De plus, le graphique dans la région des noyaux plus lourds à la fin du spectre des rayons cosmiques peut servir d'indice. Tout comme les supernovae accélèrent les protons au-delà des «genoux» du spectre, et au-delà de cette limite, seuls les noyaux plus lourds peuvent accélérer - c'est aussi ainsi que se comportent les accélérateurs les plus puissants de l'univers. Les scientifiques observent peut-être la fin réelle du spectre des rayons cosmiques - les points où les protons, puis l'hélium, le carbone et le fer, atteignent leur maximum.

À ce jour, les théoriciens tentent d'imaginer comment les candidats pour les accélérateurs accélèrent les particules à 200 EeV, ou, en tant que particule de l '«Adorable», à 320 - même s'il s'agissait d'une particule de fer.

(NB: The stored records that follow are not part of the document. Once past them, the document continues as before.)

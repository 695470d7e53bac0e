//! The expression lowering engine.

use hashbrown::HashMap;

use crate::{
    String,
    asm::{CodeBuilder, Instruction},
    compiler::CompileError,
    syntax::{BinOp, Expr, Literal, UnaryOp},
};

/// Read-only mapping from variable name to frame slot, built by the
/// scope/frame resolution phase before lowering starts. It must cover every
/// name reachable from the expressions handed to the compiler.
pub type FrameOffsets<'a> = HashMap<&'a str, u32>;

/// Lowers expression trees into instructions on a caller-owned builder.
///
/// Each successful [`lower`](ExprCompiler::lower) call appends a run of
/// instructions whose execution pushes exactly one value net: the
/// expression's result. Booleans use the {0, 1} integer encoding throughout.
/// The engine holds no state of its own beyond the two borrows, so it can be
/// reused across independent expressions of the same unit.
pub struct ExprCompiler<'c, 'a> {
    code: &'c mut CodeBuilder,
    offsets: &'c FrameOffsets<'a>,
}

impl<'c, 'a> ExprCompiler<'c, 'a> {
    pub fn new(code: &'c mut CodeBuilder, offsets: &'c FrameOffsets<'a>) -> Self {
        Self { code, offsets }
    }

    fn emit(&mut self, instruction: Instruction) {
        self.code.push_instruction(instruction);
    }

    /// Lower one expression, appending its instruction run to the builder.
    ///
    /// On an unresolved variable the failing node appends nothing, but
    /// instructions already emitted for earlier siblings remain; the caller
    /// discards the truncated builder.
    pub fn lower(&mut self, expr: &Expr<'a>) -> Result<(), CompileError> {
        tracing::trace!(node = ?expr, "lowering expression");
        let depth_before = self.code.stack_depth();

        match expr {
            Expr::Literal(Literal::Int(value)) => {
                self.emit(Instruction::Push(*value));
            }

            Expr::Literal(Literal::Bool(value)) => {
                self.emit(Instruction::Push(if *value { 1 } else { 0 }));
            }

            Expr::Ident(name) => {
                let slot = self.offsets.get(name).copied().ok_or_else(|| {
                    CompileError::UnresolvedVariable {
                        name: String::from(*name),
                    }
                })?;
                self.emit(Instruction::ReadFrame(slot));
            }

            Expr::Unary { op, expr } => match op {
                UnaryOp::Not => {
                    self.lower(expr)?;
                    self.emit(Instruction::Not);
                }
                UnaryOp::Neg => {
                    // 0 - operand, under the same push order as binary SUB.
                    self.emit(Instruction::Push(0));
                    self.lower(expr)?;
                    self.emit(Instruction::Sub);
                }
            },

            Expr::Binary { op, left, right } => match op {
                BinOp::Add => {
                    self.lower(left)?;
                    self.lower(right)?;
                    self.emit(Instruction::Add);
                }
                BinOp::Sub => {
                    self.lower(left)?;
                    self.lower(right)?;
                    self.emit(Instruction::Sub);
                }
                BinOp::Mul => {
                    self.lower(left)?;
                    self.lower(right)?;
                    self.emit(Instruction::Mul);
                }
                BinOp::Div => {
                    self.lower(left)?;
                    self.lower(right)?;
                    self.emit(Instruction::Div);
                }
                BinOp::And => {
                    // On {0,1} operands conjunction is multiplication. Both
                    // sides are always evaluated; no short-circuit.
                    self.lower(left)?;
                    self.lower(right)?;
                    self.emit(Instruction::Mul);
                }
                BinOp::Or => {
                    // a or b == not(not a and not b). Both sides are always
                    // evaluated; no short-circuit.
                    self.lower(left)?;
                    self.emit(Instruction::Not);
                    self.lower(right)?;
                    self.emit(Instruction::Not);
                    self.emit(Instruction::Mul);
                    self.emit(Instruction::Not);
                }
                BinOp::Eq => {
                    self.lower(left)?;
                    self.lower(right)?;
                    self.emit(Instruction::Eq);
                }
                BinOp::Neq => {
                    self.lower(left)?;
                    self.lower(right)?;
                    self.emit(Instruction::Eq);
                    self.emit(Instruction::Not);
                }
                BinOp::Lt => {
                    self.lower(left)?;
                    self.lower(right)?;
                    self.emit(Instruction::Lt);
                }
                BinOp::Gt => {
                    // a > b == b < a: swap the push order under the fixed
                    // pop convention.
                    self.lower(right)?;
                    self.lower(left)?;
                    self.emit(Instruction::Lt);
                }
                BinOp::Le => {
                    // a <= b == not(a > b)
                    self.lower(right)?;
                    self.lower(left)?;
                    self.emit(Instruction::Lt);
                    self.emit(Instruction::Not);
                }
                BinOp::Ge => {
                    // a >= b == not(a < b)
                    self.lower(left)?;
                    self.lower(right)?;
                    self.emit(Instruction::Lt);
                    self.emit(Instruction::Not);
                }
            },
        }

        debug_assert_eq!(
            self.code.stack_depth(),
            depth_before + 1,
            "lowering must push exactly one value net"
        );
        Ok(())
    }
}
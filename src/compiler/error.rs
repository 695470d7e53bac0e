//! Lowering errors.

use thiserror::Error;

use crate::String;

/// Errors that can occur while lowering an expression.
///
/// The expression tree is produced by an earlier, already-scope-checked phase,
/// so the only failure that originates here is a variable name missing from
/// the frame-offset table. There is no recovery: lowering of the unit stops at
/// the first unresolved reference and the caller is expected to discard the
/// truncated builder.
#[derive(Debug, Clone, PartialEq, Eq, Error)]
pub enum CompileError {
    #[error("unresolved variable `{name}`")]
    UnresolvedVariable { name: String },
}
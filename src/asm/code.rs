use hashbrown::HashMap;

use crate::{String, Vec, asm::Instruction};

/// Append-only accumulator for one compilation unit.
///
/// Holds the instruction sequence and the label table while lowering runs.
/// Once appended, an instruction's position never changes (no reordering, no
/// deletion): labels capture positions by index, so any rewrite would
/// invalidate them.
///
/// The builder also tracks the exact operand-stack depth of the instruction
/// stream as it grows, which lets the compiler assert the stack-balance
/// invariant and lets the finished [`Program`] carry an exact
/// `max_stack_size`.
#[derive(Debug, Default)]
pub struct CodeBuilder {
    instructions: Vec<Instruction>,
    labels: HashMap<String, usize>,
    stack_depth: usize,
    max_stack_size: usize,
}

impl CodeBuilder {
    pub fn new() -> Self {
        Self::default()
    }

    /// Number of instructions appended so far. This is also the index the
    /// next appended instruction will occupy.
    pub fn len(&self) -> usize {
        self.instructions.len()
    }

    pub fn is_empty(&self) -> bool {
        self.instructions.is_empty()
    }

    /// Current operand-stack depth of the instruction stream.
    pub fn stack_depth(&self) -> usize {
        self.stack_depth
    }

    /// Append an instruction to the end of the sequence.
    pub fn push_instruction(&mut self, instruction: Instruction) {
        let pops = instruction.pops();
        debug_assert!(
            self.stack_depth >= pops,
            "Stack underflow: {:?} pops {} but depth is {}",
            instruction,
            pops,
            self.stack_depth
        );
        self.stack_depth = self.stack_depth - pops + 1;
        if self.stack_depth > self.max_stack_size {
            self.max_stack_size = self.stack_depth;
        }
        self.instructions.push(instruction);
    }

    /// Record the current sequence length under `name`.
    ///
    /// The recorded index is the position the next appended instruction will
    /// occupy, which is how collaborators mark jump/branch targets. Label
    /// uniqueness is the surrounding system's contract: re-declaring a name
    /// overwrites the previous entry (last one wins).
    pub fn push_label(&mut self, name: &str) {
        let position = self.instructions.len();
        tracing::debug!(name, position, "declaring label");
        if let Some(previous) = self.labels.insert(String::from(name), position) {
            tracing::warn!(name, previous, position, "label re-declared");
        }
    }

    /// Finalize the unit and hand off the read-only program.
    ///
    /// Defined to be called only after all appends for the unit are complete.
    pub fn finish(self) -> Program {
        Program {
            instructions: self.instructions,
            labels: self.labels,
            max_stack_size: self.max_stack_size,
        }
    }
}

/// A finished compilation unit: the instruction sequence and label table,
/// immutable from here on. This is what the printer/assembler consumes.
pub struct Program {
    pub instructions: Vec<Instruction>,
    pub labels: HashMap<String, usize>,
    pub max_stack_size: usize,
}

impl core::fmt::Debug for Program {
    fn fmt(&self, f: &mut core::fmt::Formatter<'_>) -> core::fmt::Result {
        writeln!(f, "Program {{")?;
        writeln!(f, "  max_stack_size: {}", self.max_stack_size)?;

        // Group labels by position, sorted for deterministic output.
        let mut by_position: Vec<(&str, usize)> = self
            .labels
            .iter()
            .map(|(name, &position)| (name.as_str(), position))
            .collect();
        by_position.sort();

        writeln!(f, "  instructions:")?;
        for (addr, instr) in self.instructions.iter().enumerate() {
            for &(name, position) in &by_position {
                if position == addr {
                    writeln!(f, "  {name}:")?;
                }
            }
            writeln!(f, "    {:4}  {:?}", addr, instr)?;
        }
        // Labels declared after the last instruction point one past the end.
        for &(name, position) in &by_position {
            if position == self.instructions.len() {
                writeln!(f, "  {name}:")?;
            }
        }

        write!(f, "}}")
    }
}
//! Vertex storage.
//!
//! Vertices carry no payload beyond their neighbor set. They live in a dense
//! arena owned by the [`Graph`](crate::Graph) and refer to each other by
//! [`VertexKey`] slots, never by the caller-visible index.

use crate::error::{GraphError, Result};
use indexmap::IndexSet;

/// Slot of a vertex inside the arena.
#[derive(Debug, Clone, Copy, PartialEq, Eq, Hash, PartialOrd, Ord)]
pub struct VertexKey(usize);

impl VertexKey {
    pub fn as_usize(&self) -> usize {
        self.0
    }
}

/// A graph node holding the set of its neighbors.
///
/// The neighbor set is insertion ordered so traversals are reproducible
/// for the same sequence of edge insertions.
#[derive(Debug, Clone, Default)]
pub struct Vertex {
    neighbors: IndexSet<VertexKey>,
}

impl Vertex {
    pub fn new() -> Self {
        Self::default()
    }

    /// Returns true if `other` is in this vertex's neighbor set.
    pub fn is_neighbor(&self, other: VertexKey) -> bool {
        self.neighbors.contains(&other)
    }

    pub fn degree(&self) -> usize {
        self.neighbors.len()
    }

    /// Iterates neighbors in the order they were connected.
    pub fn neighbors(&self) -> impl Iterator<Item = VertexKey> + '_ {
        self.neighbors.iter().copied()
    }

    /// Neighbor at position `i` in connection order.
    pub(crate) fn neighbor_at(&self, i: usize) -> Option<VertexKey> {
        self.neighbors.get_index(i).copied()
    }
}

/// Dense vertex storage with slot reuse.
#[derive(Debug, Clone, Default)]
pub(crate) struct VertexArena {
    slots: Vec<Option<Vertex>>,
    free: Vec<usize>,
}

impl VertexArena {
    /// Number of slots, live or free. Parallel per-vertex arrays use this length.
    pub fn capacity(&self) -> usize {
        self.slots.len()
    }

    pub fn insert(&mut self, vertex: Vertex) -> VertexKey {
        match self.free.pop() {
            Some(slot) => {
                self.slots[slot] = Some(vertex);
                VertexKey(slot)
            }
            None => {
                self.slots.push(Some(vertex));
                VertexKey(self.slots.len() - 1)
            }
        }
    }

    /// Frees the slot. The vertex must already be disconnected.
    pub fn remove(&mut self, key: VertexKey) -> Option<Vertex> {
        let vertex = self.slots.get_mut(key.0)?.take()?;
        debug_assert_eq!(vertex.degree(), 0, "removed vertex still has edges");
        self.free.push(key.0);
        Some(vertex)
    }

    pub fn get(&self, key: VertexKey) -> Option<&Vertex> {
        self.slots.get(key.0)?.as_ref()
    }

    fn get_mut(&mut self, key: VertexKey) -> Option<&mut Vertex> {
        self.slots.get_mut(key.0)?.as_mut()
    }

    /// Adds each vertex to the other's neighbor set.
    ///
    /// Fails with [`GraphError::DuplicateConnection`] if either side already
    /// lists the other; nothing is modified in that case.
    pub fn connect(&mut self, a: VertexKey, b: VertexKey) -> Result<()> {
        if a == b {
            return Err(GraphError::DuplicateConnection);
        }
        let (va, vb) = self.pair(a, b)?;
        if va.is_neighbor(b) || vb.is_neighbor(a) {
            return Err(GraphError::DuplicateConnection);
        }
        va.neighbors.insert(b);
        vb.neighbors.insert(a);
        Ok(())
    }

    /// Removes the mutual reference between two vertices.
    pub fn disconnect(&mut self, a: VertexKey, b: VertexKey) -> Result<()> {
        if a == b {
            return Err(GraphError::ConnectionMissing);
        }
        let (va, vb) = self.pair(a, b)?;
        if !va.is_neighbor(b) || !vb.is_neighbor(a) {
            return Err(GraphError::ConnectionMissing);
        }
        va.neighbors.shift_remove(&b);
        vb.neighbors.shift_remove(&a);
        Ok(())
    }

    /// Mutable access to two distinct live vertices.
    fn pair(&mut self, a: VertexKey, b: VertexKey) -> Result<(&mut Vertex, &mut Vertex)> {
        let (lo, hi) = if a.0 < b.0 { (a.0, b.0) } else { (b.0, a.0) };
        if hi >= self.slots.len() {
            return Err(GraphError::ConnectionMissing);
        }
        let (head, tail) = self.slots.split_at_mut(hi);
        let (Some(l), Some(h)) = (head[lo].as_mut(), tail[0].as_mut()) else {
            return Err(GraphError::ConnectionMissing);
        };
        Ok(if a.0 < b.0 { (l, h) } else { (h, l) })
    }

    /// Disconnects `key` from every neighbor and returns the former neighbors.
    pub fn isolate(&mut self, key: VertexKey) -> Vec<VertexKey> {
        let former: Vec<VertexKey> = match self.get(key) {
            Some(v) => v.neighbors().collect(),
            None => return Vec::new(),
        };
        for &other in &former {
            if let Some(v) = self.get_mut(other) {
                v.neighbors.shift_remove(&key);
            }
        }
        if let Some(v) = self.get_mut(key) {
            v.neighbors.clear();
        }
        former
    }
}

#[cfg(test)]
mod tests {
    use super::*;

    #[test]
    fn test_connect_is_symmetric() {
        let mut arena = VertexArena::default();
        let a = arena.insert(Vertex::new());
        let b = arena.insert(Vertex::new());

        arena.connect(a, b).unwrap();

        assert!(arena.get(a).unwrap().is_neighbor(b));
        assert!(arena.get(b).unwrap().is_neighbor(a));
        assert_eq!(arena.get(a).unwrap().degree(), 1);
    }

    #[test]
    fn test_duplicate_connection_rejected() {
        let mut arena = VertexArena::default();
        let a = arena.insert(Vertex::new());
        let b = arena.insert(Vertex::new());

        arena.connect(a, b).unwrap();
        assert!(matches!(
            arena.connect(b, a),
            Err(GraphError::DuplicateConnection)
        ));
        assert!(matches!(
            arena.connect(a, a),
            Err(GraphError::DuplicateConnection)
        ));
    }

    #[test]
    fn test_disconnect_missing() {
        let mut arena = VertexArena::default();
        let a = arena.insert(Vertex::new());
        let b = arena.insert(Vertex::new());

        assert!(matches!(
            arena.disconnect(a, b),
            Err(GraphError::ConnectionMissing)
        ));

        arena.connect(a, b).unwrap();
        arena.disconnect(b, a).unwrap();
        assert_eq!(arena.get(a).unwrap().degree(), 0);
        assert_eq!(arena.get(b).unwrap().degree(), 0);
    }

    #[test]
    fn test_neighbor_order_survives_removal() {
        let mut arena = VertexArena::default();
        let hub = arena.insert(Vertex::new());
        let keys: Vec<_> = (0..4).map(|_| arena.insert(Vertex::new())).collect();
        for &k in &keys {
            arena.connect(hub, k).unwrap();
        }

        arena.disconnect(hub, keys[1]).unwrap();

        let order: Vec<_> = arena.get(hub).unwrap().neighbors().collect();
        assert_eq!(order, vec![keys[0], keys[2], keys[3]]);
    }

    #[test]
    fn test_slots_are_reused() {
        let mut arena = VertexArena::default();
        let a = arena.insert(Vertex::new());
        let b = arena.insert(Vertex::new());
        arena.connect(a, b).unwrap();

        assert_eq!(arena.isolate(a), vec![b]);
        arena.remove(a).unwrap();
        assert!(arena.get(a).is_none());
        assert_eq!(arena.get(b).unwrap().degree(), 0);

        let c = arena.insert(Vertex::new());
        assert_eq!(c, a);
        assert_eq!(arena.capacity(), 2);
    }
}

Le fait de l'enregistrement d'une particule est remis en cause. Au début des années 90, Sommers, temporairement employé à l'Université de l'Utah, a aidé à l'analyse du signal à 320 EeV. Et même si, à ce moment-là, tout était assez bien mesuré, l '«œil de la mouche» à cette époque était «monoculaire» - la deuxième partie de l'œil n'était que terminée. Il n'avait pas la précision et les informations dont disposaient ses partisans. Sommers affirme que bien qu'il n'y ait aucune raison particulière de douter, des soupçons demeurent. Puisque les laboratoires modernes et plus précis ne pouvaient rien attraper avec une telle énergie.

En revanche, lors du calcul de l'énergie de la particule "Adorable", on pourrait se tromper dans l'autre sens. Et en tout cas, ce fait a motivé la poursuite de l'étude des particules dont les énergies dépassaient la limite GZK. Mais, même si le calcul de son énergie était erroné, maintenant personne ne le saura.